Reuters reported that figures released Friday revealed that the euro zone itself experienced growth of 0.8% during the first quarter of 2011, above economist estimates of 0.6% and driven by Germany’s surprising GDP increase of 1.5%. France was close behind, its economy growing by 1.0%, although poorer countries in the group contributed little to that news. Together the two prosperous nations accounted for almost half of the euro zone’s GDP.
Howard Archer, economist at IHS Global Insight, was quoted in the report saying, "This is almost certainly as good as it gets for the euro zone and growth seems likely to moderate over the coming months. Nevertheless, there now looks a very decent chance that euro zone GDP growth will reach 2.0 percent in 2011 for the first time since 2007." In a separate report from the European Commission (EC), the euro zone was predicted to grow 1.6% by the end of the year, albeit with inflation considerably higher than the European Central Bank’s (ECB) target of 2%.
Germany is positioned to keep thriving, with Wolfgang Franz, a top economic advisor, saying to German TV channel ARD that the country could add another 3% in 2011. France, on the other hand, will probably not do so well as government cuts are poised to kick in.
Joost Beaumont, economist at ABN-AMRO, said in the report, "This is likely as good as it gets. The recent surge in oil prices is likely to erode household purchasing power, while also eating into company profits, leaving its mark on consumption and investment. Furthermore, we expect fiscal retrenchment to increasingly come to the fore."
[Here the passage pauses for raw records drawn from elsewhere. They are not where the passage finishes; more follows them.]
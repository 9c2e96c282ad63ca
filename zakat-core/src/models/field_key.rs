use std::fmt::Debug;

/// A fixed key of a [`FieldSet`](crate::FieldSet).
///
/// Implementors are fieldless enums whose variants are listed in
/// [`FieldKey::ALL`] in declaration order, so that `index()` can be the
/// variant's discriminant.
pub trait FieldKey: Copy + Eq + Debug + 'static {
    /// Every key, in display order.
    const ALL: &'static [Self];

    /// Position of this key within [`FieldKey::ALL`].
    fn index(&self) -> usize;

    /// Identifier used by the form (e.g. `"mutualFunds"`).
    fn key(&self) -> &'static str;

    /// Human readable label (e.g. `"Mutual Funds"`).
    fn label(&self) -> &'static str;

    /// Looks up a key by its form identifier.
    fn parse(s: &str) -> Option<Self> {
        Self::ALL.iter().copied().find(|k| k.key() == s)
    }
}
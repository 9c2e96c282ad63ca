use std::{
    io::{self, IsTerminal},
    path::PathBuf,
};

use anyhow::Context;
use clap::Parser;
use tracing::{debug, warn};

use zakat_core::{AssetField, InvestmentField, ZakatSession};
use zakat_ui::{FieldAssignment, InputMode, Preferences, form, logging};

// ─── CLI definition ──────────────────────────────────────────────────────────

/// Zakat calculator.
///
/// Sums the given assets and investments and prints 2.5% of the total.
/// Values are read leniently: blank or non-numeric entries count as zero.
/// With no values given, prompts for each field on a terminal, or reads one
/// value per line from piped stdin (assets, then investments).
#[derive(Debug, Parser)]
#[command(name = "zakat", version, about)]
struct Cli {
    /// Cash on hand and in bank accounts.
    #[arg(long, allow_hyphen_values = true)]
    cash: Option<String>,

    /// Value of gold held.
    #[arg(long, allow_hyphen_values = true)]
    gold: Option<String>,

    /// Value of silver held.
    #[arg(long, allow_hyphen_values = true)]
    silver: Option<String>,

    /// Other assets.
    #[arg(long, allow_hyphen_values = true)]
    other_assets: Option<String>,

    /// Value of stocks.
    #[arg(long, allow_hyphen_values = true)]
    stocks: Option<String>,

    /// Value of mutual funds.
    #[arg(long, allow_hyphen_values = true)]
    mutual_funds: Option<String>,

    /// Value of real estate held as investment.
    #[arg(long, allow_hyphen_values = true)]
    real_estate: Option<String>,

    /// Other investments.
    #[arg(long, allow_hyphen_values = true)]
    other_investments: Option<String>,

    /// Set any field by form key, e.g. `investments.mutualFunds=300`.
    /// May be repeated; applied after the named flags.
    #[arg(long = "set", value_name = "CATEGORY.KEY=VALUE")]
    assignments: Vec<FieldAssignment>,

    /// Prompt for every field, even when values were given.
    #[arg(short, long)]
    interactive: bool,

    /// Print notes about zakat and the nisab, then exit.
    #[arg(long)]
    about: bool,

    /// Preferences file (TOML). Defaults to `zakat.toml` if present.
    #[arg(long)]
    config: Option<PathBuf>,

    /// Log filter, e.g. `debug`. Overrides the preferences file;
    /// `RUST_LOG` overrides both.
    #[arg(long)]
    log_level: Option<String>,
}

impl Cli {
    /// Copies every supplied value into `session`. Returns how many fields
    /// were set.
    fn fill_session(
        &self,
        session: &mut ZakatSession,
    ) -> anyhow::Result<usize> {
        let assets = [
            (AssetField::Cash, &self.cash),
            (AssetField::Gold, &self.gold),
            (AssetField::Silver, &self.silver),
            (AssetField::Other, &self.other_assets),
        ];
        let investments = [
            (InvestmentField::Stocks, &self.stocks),
            (InvestmentField::MutualFunds, &self.mutual_funds),
            (InvestmentField::RealEstate, &self.real_estate),
            (InvestmentField::Other, &self.other_investments),
        ];

        let mut supplied = 0;
        for (field, value) in assets {
            if let Some(value) = value {
                session.set_asset(field, value.as_str());
                supplied += 1;
            }
        }
        for (field, value) in investments {
            if let Some(value) = value {
                session.set_investment(field, value.as_str());
                supplied += 1;
            }
        }
        for assignment in &self.assignments {
            assignment
                .apply(session)
                .with_context(|| format!("cannot apply --set {assignment}"))?;
            supplied += 1;
        }

        Ok(supplied)
    }
}

// ─── entry point ─────────────────────────────────────────────────────────────

fn main() -> anyhow::Result<()> {
    let cli = Cli::parse();

    let preferences = Preferences::load_or_default(cli.config.as_deref())
        .context("failed to load preferences")?;
    logging::init_logging(cli.log_level.as_deref().unwrap_or(&preferences.log_level));

    let stdout = io::stdout();
    let mut output = stdout.lock();

    if cli.about {
        form::render_about(&mut output)?;
        return Ok(());
    }

    let mut session = ZakatSession::new();
    let supplied = cli.fill_session(&mut session)?;
    debug!(supplied, "fields supplied on the command line");

    let stdin = io::stdin();
    match InputMode::select(cli.interactive, supplied, stdin.is_terminal()) {
        InputMode::Flags => {}
        InputMode::Prompt => {
            form::prompt_fields(&mut session, stdin.lock(), &mut output)
                .context("failed to read field values")?;
        }
        InputMode::Piped => {
            let answers = form::prompt_fields(&mut session, stdin.lock(), &mut io::sink())
                .context("failed to read field values from stdin")?;
            if answers == 0 {
                warn!("no field values given on the command line or stdin; see --help");
            }
        }
    }

    session.calculate();
    form::render_result(&session, preferences.show_breakdown, &mut output)?;

    Ok(())
}
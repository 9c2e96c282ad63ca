//! Zakat on total wealth.
//!
//! The payable amount is the sum of every asset and investment field,
//! multiplied by the zakat rate:
//!
//! | Step | Description |
//! |------|-------------|
//! | 1    | Total assets: cash + gold + silver + other |
//! | 2    | Total investments: stocks + mutual funds + real estate + other |
//! | 3    | Total wealth: Step 1 + Step 2 |
//! | 4    | Zakat payable: Step 3 × 2.5% |
//!
//! Fields are coerced with [`coerce_amount`](super::common::coerce_amount),
//! so blank or unreadable entries add nothing instead of failing the
//! calculation. Results are not rounded; rounding to cents is left to
//! display code.
//!
//! # Example
//!
//! ```
//! use rust_decimal_macros::dec;
//! use zakat_core::{AssetField, Assets, InvestmentField, Investments, WealthAggregator};
//!
//! let assets: Assets = [(AssetField::Cash, "1000"), (AssetField::Gold, "500")]
//!     .into_iter()
//!     .collect();
//! let investments: Investments = [(InvestmentField::Stocks, "2000"), (InvestmentField::RealEstate, "1500")]
//!     .into_iter()
//!     .collect();
//!
//! let summary = WealthAggregator::default().summarize(&assets, &investments);
//!
//! assert_eq!(summary.total_wealth, dec!(5000));
//! assert_eq!(summary.payable, dec!(125.00));
//! ```

use rust_decimal::Decimal;
use serde::{Deserialize, Serialize};
use tracing::debug;

use crate::{Assets, Investments};

/// Share of total wealth due as zakat (2.5%).
pub const ZAKAT_RATE: Decimal = Decimal::from_parts(25, 0, 0, false, 3);

/// Totals behind a payable amount.
#[derive(Debug, Clone, PartialEq, Eq, Serialize, Deserialize)]
pub struct WealthSummary {
    /// Sum of the asset fields (Step 1).
    pub total_assets: Decimal,

    /// Sum of the investment fields (Step 2).
    pub total_investments: Decimal,

    /// Assets plus investments (Step 3).
    pub total_wealth: Decimal,

    /// Rate applied to the total wealth.
    pub rate: Decimal,

    /// Zakat payable (Step 4), unrounded.
    pub payable: Decimal,
}

/// Calculator that turns the two field sets into a payable amount.
///
/// The rate is a parameter so callers and tests can vary it; the form
/// always uses [`ZAKAT_RATE`], which is what [`Default`] gives.
#[derive(Debug, Clone, Copy, PartialEq, Eq)]
pub struct WealthAggregator {
    rate: Decimal,
}

impl Default for WealthAggregator {
    fn default() -> Self {
        Self::new(ZAKAT_RATE)
    }
}

impl WealthAggregator {
    pub fn new(rate: Decimal) -> Self {
        Self { rate }
    }

    pub fn rate(&self) -> Decimal {
        self.rate
    }

    /// Computes the payable amount for the given fields.
    ///
    /// Never fails: invalid entries contribute zero and arithmetic
    /// saturates at the bounds of [`Decimal`].
    ///
    /// # Example
    ///
    /// ```
    /// use rust_decimal_macros::dec;
    /// use zakat_core::{AssetField, Assets, Investments, WealthAggregator};
    ///
    /// let assets: Assets = [(AssetField::Cash, "abc"), (AssetField::Gold, "200")]
    ///     .into_iter()
    ///     .collect();
    ///
    /// let payable = WealthAggregator::default().compute_payable(&assets, &Investments::new());
    ///
    /// assert_eq!(payable, dec!(5.00));
    /// ```
    pub fn compute_payable(
        &self,
        assets: &Assets,
        investments: &Investments,
    ) -> Decimal {
        self.summarize(assets, investments).payable
    }

    /// Computes the payable amount along with the intermediate totals.
    pub fn summarize(
        &self,
        assets: &Assets,
        investments: &Investments,
    ) -> WealthSummary {
        // Steps 1 and 2
        let total_assets = assets.total();
        let total_investments = investments.total();

        // Step 3
        let total_wealth = total_assets.saturating_add(total_investments);

        // Step 4
        let payable = total_wealth.saturating_mul(self.rate);

        debug!(
            total_assets = %total_assets,
            total_investments = %total_investments,
            total_wealth = %total_wealth,
            rate = %self.rate,
            payable = %payable,
            "computed zakat payable"
        );

        WealthSummary {
            total_assets,
            total_investments,
            total_wealth,
            rate: self.rate,
            payable,
        }
    }
}

/// Computes `(Σ assets + Σ investments) × rate`.
///
/// Shorthand for [`WealthAggregator::compute_payable`].
pub fn compute_payable(
    assets: &Assets,
    investments: &Investments,
    rate: Decimal,
) -> Decimal {
    WealthAggregator::new(rate).compute_payable(assets, investments)
}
Italy grew, although not by much; it added only 0.1% in the first quarter, with its government predicting growth of only 1.1% in 2011. Greece, surprisingly enough, added 0.8%, although that followed a quarter with a devastating contraction of 2.8% and is unlikely to be followed by more growth with all the demands for additional austerity measures by officials at the International Monetary Fund (IMF)/European Union (EU) in exchange for more aid.
Portugal’s economy shrank by 0.7%, a trend that is likely to continue in this year and next, according to its government.